Nearly a quarter of all New Yorkers potentially are impacted by the failure of Governor Andrew Cuomo and state legislators to renew the state's rent control law. Some are furious, while others are taking it all in stride. NY1's Michael Herzenberg filed this report.

Two million New Yorkers woke up Tuesday without the protections of a rent control law that's kept their apartments more affordable.

"Definitely it's an uncertainty," one person said.

For some, that created anxiety, and anger that state lawmakers and Governor Cuomo allowed the nearly 75-year-old law to expire.  

"I think it's a travesty," one person said.

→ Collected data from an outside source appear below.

//! Control Tower core library - business metric catalog, health classification,
//! and derived financial metrics for client projects

#![deny(warnings)]

// Global invariants enforced in this crate:
// - The metric catalog is immutable and ordered by category
// - No global mutable state; stores and rules are passed explicitly
// - Classification and formatting are pure functions of their inputs
// - Zero means "unset" and always classifies as warning
// - Derived metrics are rounded to one decimal place
// - Identical input yields byte-for-byte identical output

pub mod catalog;
pub mod config;
pub mod derived;
pub mod format;
pub mod health;
pub mod project;
pub mod report;
pub mod store;
pub mod summary;

pub use catalog::{MetricCategory, MetricDefinition, MetricUnit};
pub use config::ResolvedConfig;
pub use derived::{derive, DerivedMetrics};
pub use format::format_metric_value;
pub use health::{classify, Health, ThresholdRules};
pub use project::{Project, ProjectError};
pub use report::{render_json, render_text, ProjectReport, ReportOptions};
pub use store::ProjectStore;
//! Derived financial metrics
//!
//! Burn rate, runway and fixed-cost ratio computed from itemized costs.
//!
//! Global invariants enforced:
//! - Division by zero is guarded by explicit branches
//! - Burn rate is never negative
//! - Runway with no burn is the 999 sentinel

use crate::project::{CostEntry, ProjectMetrics};
use serde::{Deserialize, Serialize};

/// Runway reported when nothing is being burned
pub const RUNWAY_SENTINEL: f64 = 999.0;

/// Metric keys written back by the edit flow
pub const DERIVED_KEYS: [&str; 3] = ["burnRate", "runway", "fixedCostRatio"];

/// Summed cost lists
#[derive(Debug, Clone, Copy, PartialEq, Default, Serialize, Deserialize)]
#[serde(rename_all = "camelCase")]
pub struct CostTotals {
    pub fixed: f64,
    pub variable: f64,
}

impl CostTotals {
    pub fn from_entries(fixed: &[CostEntry], variable: &[CostEntry]) -> Self {
        CostTotals {
            fixed: fixed.iter().map(|c| c.amount).sum(),
            variable: variable.iter().map(|c| c.amount).sum(),
        }
    }

    pub fn total(&self) -> f64 {
        self.fixed + self.variable
    }
}

#[derive(Debug, Clone, Copy, PartialEq, Serialize, Deserialize)]
#[serde(rename_all = "camelCase")]
pub struct DerivedMetrics {
    pub burn_rate: f64,
    pub runway: f64,
    pub fixed_cost_ratio: f64,
}

impl DerivedMetrics {
    /// (key, value) pairs in write-back order
    pub fn entries(&self) -> [(&'static str, f64); 3] {
        [
            (DERIVED_KEYS[0], self.burn_rate),
            (DERIVED_KEYS[1], self.runway),
            (DERIVED_KEYS[2], self.fixed_cost_ratio),
        ]
    }
}

/// Round to one decimal place, as `Number.prototype.toFixed(1)` does
pub fn round1(value: f64) -> f64 {
    fixed1(value).parse().unwrap_or(value)
}

/// One-decimal text of the exact stored value
///
/// 1.45 is stored just below the half and rounds down. The only exact
/// ties are quarters (x.25, x.75), which round away from zero.
pub fn fixed1(value: f64) -> String {
    let is_tie = (value * 4.0).fract() == 0.0 && (value * 2.0).fract() != 0.0;
    if is_tie {
        // value * 10 is exact for quarters
        format!("{:.1}", (value * 10.0).round() / 10.0)
    } else {
        format!("{:.1}", value)
    }
}

/// Monthly outflow net of recurring revenue, floored at zero
pub fn burn_rate(total_costs: f64, mrr: f64) -> f64 {
    (total_costs - mrr).max(0.0)
}

/// Months of cash left at the current burn, or the sentinel when not burning
pub fn runway(cash_balance: f64, burn_rate: f64) -> f64 {
    if burn_rate > 0.0 {
        round1(cash_balance / burn_rate)
    } else {
        RUNWAY_SENTINEL
    }
}

/// Share of total costs that are fixed, as a percentage
pub fn fixed_cost_ratio(total_fixed: f64, total_costs: f64) -> f64 {
    if total_costs > 0.0 {
        round1(total_fixed / total_costs * 100.0)
    } else {
        0.0
    }
}

/// Compute all three derived metrics
pub fn derive(totals: &CostTotals, mrr: f64, cash_balance: f64) -> DerivedMetrics {
    let total_costs = totals.total();
    let burn = burn_rate(total_costs, mrr);
    DerivedMetrics {
        burn_rate: burn,
        runway: runway(cash_balance, burn),
        fixed_cost_ratio: fixed_cost_ratio(totals.fixed, total_costs),
    }
}

/// Derive from cost lists, reading `mrr` and `cashBalance` from `metrics`
pub fn derive_from_costs(
    fixed: &[CostEntry],
    variable: &[CostEntry],
    metrics: &ProjectMetrics,
) -> DerivedMetrics {
    let totals = CostTotals::from_entries(fixed, variable);
    derive(&totals, metrics.get("mrr"), metrics.get("cashBalance"))
}

#[cfg(test)]
mod tests {
    use super::*;

    fn entry(id: &str, amount: f64) -> CostEntry {
        CostEntry {
            id: id.to_string(),
            label: String::new(),
            amount,
        }
    }

    #[test]
    fn test_burn_rate() {
        assert_eq!(burn_rate(10000.0, 4000.0), 6000.0);
        assert_eq!(burn_rate(4000.0, 10000.0), 0.0);
        assert_eq!(burn_rate(0.0, 0.0), 0.0);
    }

    #[test]
    fn test_runway() {
        assert_eq!(runway(30000.0, 6000.0), 5.0);
        assert_eq!(runway(10000.0, 3000.0), 3.3);
        assert_eq!(runway(30000.0, 0.0), RUNWAY_SENTINEL);
        assert_eq!(runway(0.0, 6000.0), 0.0);
    }

    #[test]
    fn test_round1_uses_exact_stored_value() {
        // 0.35 and 1.45 are stored slightly below the half
        assert_eq!(round1(7000.0 / 20000.0), 0.3);
        assert_eq!(round1(1.45), 1.4);
        assert_eq!(round1(12.35), 12.3);
        assert_eq!(round1(2.675), 2.7);
        // quarters are exact ties
        assert_eq!(round1(0.25), 0.3);
        assert_eq!(round1(0.75), 0.8);
        assert_eq!(round1(-0.25), -0.3);
        assert_eq!(round1(6.0), 6.0);
    }

    #[test]
    fn test_fixed1_text() {
        assert_eq!(fixed1(1.45), "1.4");
        assert_eq!(fixed1(2.25), "2.3");
        assert_eq!(fixed1(83.636), "83.6");
        assert_eq!(fixed1(5.0), "5.0");
        assert_eq!(fixed1(f64::NAN), "NaN");
    }

    #[test]
    fn test_runway_below_half_rounds_down() {
        let totals = CostTotals {
            fixed: 20000.0,
            variable: 0.0,
        };
        let derived = derive(&totals, 0.0, 7000.0);
        assert_eq!(derived.burn_rate, 20000.0);
        assert_eq!(derived.runway, 0.3);
        assert_eq!(derived.fixed_cost_ratio, 100.0);
    }

    #[test]
    fn test_fixed_cost_ratio() {
        assert_eq!(fixed_cost_ratio(6000.0, 10000.0), 60.0);
        assert_eq!(fixed_cost_ratio(1.0, 3.0), 33.3);
        assert_eq!(fixed_cost_ratio(2.0, 3.0), 66.7);
        assert_eq!(fixed_cost_ratio(0.0, 0.0), 0.0);
    }

    #[test]
    fn test_derive_with_costs() {
        let fixed = vec![entry("c1", 4000.0), entry("c2", 2000.0)];
        let variable = vec![entry("c3", 4000.0)];
        let totals = CostTotals::from_entries(&fixed, &variable);
        assert_eq!(totals.fixed, 6000.0);
        assert_eq!(totals.total(), 10000.0);

        let derived = derive(&totals, 4000.0, 30000.0);
        assert_eq!(derived.burn_rate, 6000.0);
        assert_eq!(derived.runway, 5.0);
        assert_eq!(derived.fixed_cost_ratio, 60.0);
    }

    #[test]
    fn test_derive_no_costs() {
        let derived = derive(&CostTotals::default(), 0.0, 50000.0);
        assert_eq!(derived.burn_rate, 0.0);
        assert_eq!(derived.runway, RUNWAY_SENTINEL);
        assert_eq!(derived.fixed_cost_ratio, 0.0);
    }

    #[test]
    fn test_revenue_covers_costs() {
        let totals = CostTotals {
            fixed: 3000.0,
            variable: 2000.0,
        };
        let derived = derive(&totals, 5000.0, 10000.0);
        assert_eq!(derived.burn_rate, 0.0);
        assert_eq!(derived.runway, RUNWAY_SENTINEL);
        assert_eq!(derived.fixed_cost_ratio, 60.0);
    }

    #[test]
    fn test_derive_from_costs_reads_metrics() {
        let mut metrics = ProjectMetrics::default();
        metrics.set("mrr", 1000.0);
        metrics.set("cashBalance", 9000.0);
        let derived = derive_from_costs(&[entry("a", 4000.0)], &[], &metrics);
        assert_eq!(derived.burn_rate, 3000.0);
        assert_eq!(derived.runway, 3.0);
        assert_eq!(derived.fixed_cost_ratio, 100.0);

        // absent mrr/cashBalance read as zero
        let derived = derive_from_costs(&[], &[entry("b", 500.0)], &ProjectMetrics::default());
        assert_eq!(derived.burn_rate, 500.0);
        assert_eq!(derived.runway, 0.0);
        assert_eq!(derived.fixed_cost_ratio, 0.0);
    }

    #[test]
    fn test_derive_is_idempotent() {
        let totals = CostTotals {
            fixed: 1234.5,
            variable: 678.9,
        };
        assert_eq!(derive(&totals, 100.0, 5000.0), derive(&totals, 100.0, 5000.0));
    }
}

"I think it's really sad," another said.

"I think they need to get it together," said a third.

Many other renters reacted with a shrug. They heard the advisories that landlords must honor existing leases and that it would take  months for anyone to face significantly higher rents or lose their apartments. The legislature and Governor Andrew Cuomo are expected to get it together long before then.

"I'm not worried because they seem to be saying the landlords dare not take advantage," one renter said.

Elected officials reinforced that message, with e-mail blasts to constituents, like this "Dear Neighbor" e-mail from Manhattan state Senator Adriano Espaillat.

"Tenants under a current lease will retain their protections even if the laws expire," he wrote. "A landlord has no legal right to move you out..."

Even the trade association for building owners has been warning members to pretend the law is in place because it's expected that politicians will renew it retroactively.

Rallies by some City Council members and tenant rights advocates at City Hall and at the governor's Manhattan office focused blame on Albany.

The city says 300 people called the 311 hotline from midnight to 1 p.m. about rent control. three times the normal number, but hardly a groundswell.

In Washington Heights, where 90 percent of apartments are rent stabilized, many residents say all they can do is watch and wait.

"It always seems like a slow process and I hope they can get it finished as quickly as they can," one man said.

Protests will likely continue until lawmakers actually renew the law they claim they intend to, putting rent protections back on the books.